Idosa feita refém em Valença, no Rio, recebe flores de PMs - Reprodução/Polícia Militar do RJ
Idosa feita refém em Valença, no Rio, recebe flores de PMs Imagem: Reprodução/Polícia Militar do RJ

Gabriel Sabóia

Do UOL, no Rio

07/12/2018 04h00

A morte de um assaltante que fazia uma idosa de 83 anos refém com uma arma apontada para a cabeça após ele ter roubado uma joalheira no município de Valença, sul fluminense, na última quarta-feira (5), dividiu opiniões e reacendeu debate sobre qual a conduta policial adequada em situações como essa --em que a vítima corre risco e o criminoso está sob instabilidade psicológica. 

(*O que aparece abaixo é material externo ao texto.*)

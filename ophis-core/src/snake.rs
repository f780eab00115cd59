//! Snake body
//!
//! The body is an ordered sequence of cells with the oldest segment at the
//! front and the head at the back. An occupancy bitset is kept in lockstep
//! with the sequence so membership tests are O(1).

use heapless::Deque;

use crate::grid::{Cell, Grid, Occupancy, MAX_CELLS};

/// Snake body with O(1) head push, tail pop and membership
pub struct Snake {
    body: Deque<Cell, MAX_CELLS>,
    occupied: Occupancy,
    grid: Grid,
}

impl Snake {
    /// Create an empty snake on `grid`
    pub const fn new(grid: Grid) -> Self {
        Self {
            body: Deque::new(),
            occupied: Occupancy::new(),
            grid,
        }
    }

    /// Replace the body with `cells`, listed tail first
    ///
    /// Returns false and leaves the snake empty if a cell is outside the grid
    /// or listed twice.
    pub fn reset(&mut self, cells: impl IntoIterator<Item = Cell>) -> bool {
        self.clear();
        for cell in cells {
            if self.push_head(cell).is_err() {
                self.clear();
                return false;
            }
        }
        true
    }

    pub fn clear(&mut self) {
        self.body.clear();
        self.occupied.clear();
    }

    pub fn grid(&self) -> Grid {
        self.grid
    }

    /// Newest segment
    pub fn head(&self) -> Option<Cell> {
        self.body.back().copied()
    }

    /// Oldest segment
    pub fn tail(&self) -> Option<Cell> {
        self.body.front().copied()
    }

    pub fn len(&self) -> usize {
        self.body.len()
    }

    pub fn is_empty(&self) -> bool {
        self.body.is_empty()
    }

    /// Check whether a cell is part of the body
    pub fn contains(&self, cell: Cell) -> bool {
        self.grid.contains(cell) && self.occupied.is_set(self.grid.index(cell))
    }

    /// Append a new head
    ///
    /// Fails without modifying the body if the cell is outside the grid or
    /// already occupied, so the body never holds duplicates.
    pub fn push_head(&mut self, cell: Cell) -> Result<(), Cell> {
        if !self.grid.contains(cell) || self.contains(cell) {
            return Err(cell);
        }
        self.body.push_back(cell)?;
        self.occupied.set(self.grid.index(cell));
        Ok(())
    }

    /// Remove and return the oldest segment
    pub fn pop_tail(&mut self) -> Option<Cell> {
        let tail = self.body.pop_front()?;
        self.occupied.unset(self.grid.index(tail));
        Some(tail)
    }

    /// Iterate from tail to head
    pub fn iter(&self) -> impl Iterator<Item = &Cell> {
        self.body.iter()
    }
}
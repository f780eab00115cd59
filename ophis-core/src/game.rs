//! Per-tick game state
//!
//! Holds the snake, the food and the heading, and resolves one move at a
//! time. Resolution order is fixed: food first, then self-collision, then a
//! plain move. Food never lies on the snake, so the first two are exclusive.

use rand::RngCore;

use crate::config::{ConfigError, GameConfig};
use crate::direction::Direction;
use crate::food::place_food;
use crate::grid::{Cell, Grid};
use crate::input::Turn;
use crate::snake::Snake;

/// Result of advancing the snake by one cell
#[derive(Debug, Clone, Copy, PartialEq, Eq)]
#[cfg_attr(feature = "defmt", derive(defmt::Format))]
pub enum TickOutcome {
    /// Head moved and the tail was released
    Moved { head: Cell, tail: Cell },
    /// Head landed on food; the snake grew and new food was placed
    Ate { head: Cell, food: Cell },
    /// Head landed on the body
    Collided { head: Cell },
    /// Snake grew to cover the whole grid
    BoardFull { head: Cell },
}

impl TickOutcome {
    /// Check if this outcome ends the game
    pub fn is_terminal(&self) -> bool {
        matches!(
            self,
            TickOutcome::Collided { .. } | TickOutcome::BoardFull { .. }
        )
    }
}

/// Starting body: a vertical column centred on the grid, listed tail first,
/// with the head on top so the first move (Up) is into free space
pub fn initial_body(grid: Grid, length: u8) -> impl Iterator<Item = Cell> {
    let x = grid.width() / 2;
    let top = grid.height().saturating_sub(length) / 2;
    (0..length).rev().map(move |i| Cell::new(x, top + i))
}

/// Snake, food and heading for one game
pub struct GameState {
    snake: Snake,
    food: Cell,
    direction: Direction,
    initial_length: u8,
}

impl GameState {
    /// Create a freshly reset game
    pub fn new<R: RngCore>(config: &GameConfig, rng: &mut R) -> Result<Self, ConfigError> {
        let grid = config.grid()?;
        if config.initial_length == 0 || config.initial_length >= grid.height() {
            return Err(ConfigError::InvalidInitialLength);
        }

        let mut state = Self {
            snake: Snake::new(grid),
            food: Cell::default(),
            direction: Direction::Up,
            initial_length: config.initial_length,
        };
        state.reset(rng);
        Ok(state)
    }

    /// Build a game from an explicit body (tail first), heading and food
    pub fn from_parts(
        grid: Grid,
        body: &[Cell],
        direction: Direction,
        food: Cell,
        initial_length: u8,
    ) -> Result<Self, ConfigError> {
        let mut snake = Snake::new(grid);
        if body.is_empty() || !snake.reset(body.iter().copied()) {
            return Err(ConfigError::InvalidBody);
        }
        if !grid.contains(food) || snake.contains(food) {
            return Err(ConfigError::InvalidFood);
        }

        Ok(Self {
            snake,
            food,
            direction,
            initial_length,
        })
    }

    /// Restore the starting body and heading and place new food
    pub fn reset<R: RngCore>(&mut self, rng: &mut R) {
        let grid = self.snake.grid();
        self.snake.reset(initial_body(grid, self.initial_length));
        self.direction = Direction::Up;
        // The starting column never fills the grid
        self.food = place_food(rng, &self.snake).unwrap_or_default();
    }

    pub fn snake(&self) -> &Snake {
        &self.snake
    }

    pub fn food(&self) -> Cell {
        self.food
    }

    pub fn direction(&self) -> Direction {
        self.direction
    }

    pub fn grid(&self) -> Grid {
        self.snake.grid()
    }

    /// Snake length beyond the starting length
    pub fn score(&self) -> u16 {
        self.snake
            .len()
            .saturating_sub(usize::from(self.initial_length)) as u16
    }

    /// Apply a relative turn to the heading
    pub fn turn(&mut self, turn: Turn) {
        self.direction = self.direction.turned(turn);
    }

    /// Cell the head moves into on the next tick
    pub fn next_head(&self) -> Cell {
        // The body is never empty once constructed
        let head = self.snake.head().unwrap_or_default();
        self.grid().step(head, self.direction)
    }

    /// Advance the snake one cell and resolve what it ran into
    pub fn advance<R: RngCore>(&mut self, rng: &mut R) -> TickOutcome {
        let head = self.next_head();

        if head == self.food {
            if self.snake.push_head(head).is_err() {
                return TickOutcome::BoardFull { head };
            }
            return match place_food(rng, &self.snake) {
                Some(food) => {
                    self.food = food;
                    TickOutcome::Ate { head, food }
                }
                None => TickOutcome::BoardFull { head },
            };
        }

        // The tail has not moved yet, so it still counts as occupied
        if self.snake.contains(head) {
            return TickOutcome::Collided { head };
        }

        if self.snake.push_head(head).is_err() {
            return TickOutcome::Collided { head };
        }
        let tail = self.snake.pop_tail().unwrap_or(head);
        TickOutcome::Moved { head, tail }
    }
}
//! Display support for the Ophis rotary snake
//!
//! - [`FrameBuffer`]: page-organised 128x64 monochrome buffer with dirty
//!   page tracking, usable as an `embedded-graphics` draw target
//! - [`Ssd1306`]: blocking I2C driver for SSD1306 panels
//! - [`Oled`]: the two combined behind `ophis_core::traits::DisplayAdapter`

#![cfg_attr(not(test), no_std)]

pub mod framebuffer;
pub mod oled;
pub mod ssd1306;

pub use framebuffer::FrameBuffer;
pub use oled::Oled;
pub use ssd1306::Ssd1306;
// Copyright 2021 Datafuse Labs
//
// Licensed under the Apache License, Version 2.0 (the "License");
// you may not use this file except in compliance with the License.
// You may obtain a copy of the License at
//
//     http://www.apache.org/licenses/LICENSE-2.0
//
// Unless required by applicable law or agreed to in writing, software
// distributed under the License is distributed on an "AS IS" BASIS,
// WITHOUT WARRANTIES OR CONDITIONS OF ANY KIND, either express or implied.
// See the License for the specific language governing permissions and
// limitations under the License.

#![allow(clippy::len_without_is_empty)]
#![allow(clippy::uninlined_format_args)]

pub mod aggregate;
mod block;
mod date_helper;
mod decimal;
mod evaluator;
mod expr;
mod fold;
mod function;
mod kernels;
mod schema;
mod types;
mod values;
mod vector;
mod visitor;

pub use crate::block::TupleVector;
pub use crate::date_helper::format_datetime_micros;
pub use crate::date_helper::format_datetime_offset;
pub use crate::date_helper::parse_datetime_micros;
pub use crate::date_helper::parse_datetime_offset;
pub use crate::date_helper::DatePart;
pub use crate::decimal::DecimalScalar;
pub use crate::evaluator::Evaluator;
pub use crate::expr::ArithmeticOp;
pub use crate::expr::ComparisonOp;
pub use crate::expr::Expr;
pub use crate::expr::LogicalOp;
pub use crate::expr::TemplatePart;
pub use crate::expr::UnaryOp;
pub use crate::expr::WhenClause;
pub use crate::function::ExecutionContext;
pub use crate::function::Function;
pub use crate::function::FunctionRegistry;
pub use crate::kernels::arithmetic::arith_scalars;
pub use crate::kernels::arithmetic::arithmetic_result_type;
pub use crate::kernels::cast::cast_scalar;
pub use crate::kernels::cast::check_cast_target;
pub use crate::kernels::comparison::coerce_scalar;
pub use crate::kernels::comparison::compare_scalars;
pub use crate::kernels::comparison::scalars_equal;
pub use crate::kernels::like::compile_like_pattern;
pub use crate::kernels::like::like_pattern_to_regex;
pub use crate::kernels::logic::kleene_and;
pub use crate::kernels::logic::kleene_or;
pub use crate::schema::Schema;
pub use crate::schema::SchemaColumn;
pub use crate::schema::SchemaRef;
pub use crate::schema::TableSourceReference;
pub use crate::types::ResolvedType;
pub use crate::types::ValueType;
pub use crate::values::Column;
pub use crate::values::ColumnBuilder;
pub use crate::values::ColumnIterator;
pub use crate::values::DateTimeOffsetScalar;
pub use crate::values::ObjectValue;
pub use crate::values::Scalar;
pub use crate::values::ScalarRef;
pub use crate::vector::ComputedVector;
pub use crate::vector::RowFn;
pub use crate::vector::ValueVector;
pub use crate::visitor::clone_with_replacement;
pub use crate::visitor::collect_column_refs;
pub use crate::visitor::ExprVisitor;
pub use crate::visitor::Recursion;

Poucas horas após o crime, o presidente eleito Jair Bolsonaro (PSL) manifestou, por meio do Twitter, reconhecimento ao que considerou um "bom trabalho" dos policiais envolvidos na ação e a Polícia Militar do Rio homenageou os agentes. As imagens foram compartilhadas milhares de vezes nas redes sociais. O caso lembra a ação da PM à paisana que, ao lado da filha de sete anos, reagiu a um assalto em maio --ela atirou e matou um assaltante em frente a uma escola em Suzano, na Grande São Paulo.

Mas, afinal, ao atirar, os policiais de Valença adotaram o procedimento correto neste tipo de situação? As homenagens e mensagens que parabenizam os policiais podem incitar esse tipo de desfecho em novos casos?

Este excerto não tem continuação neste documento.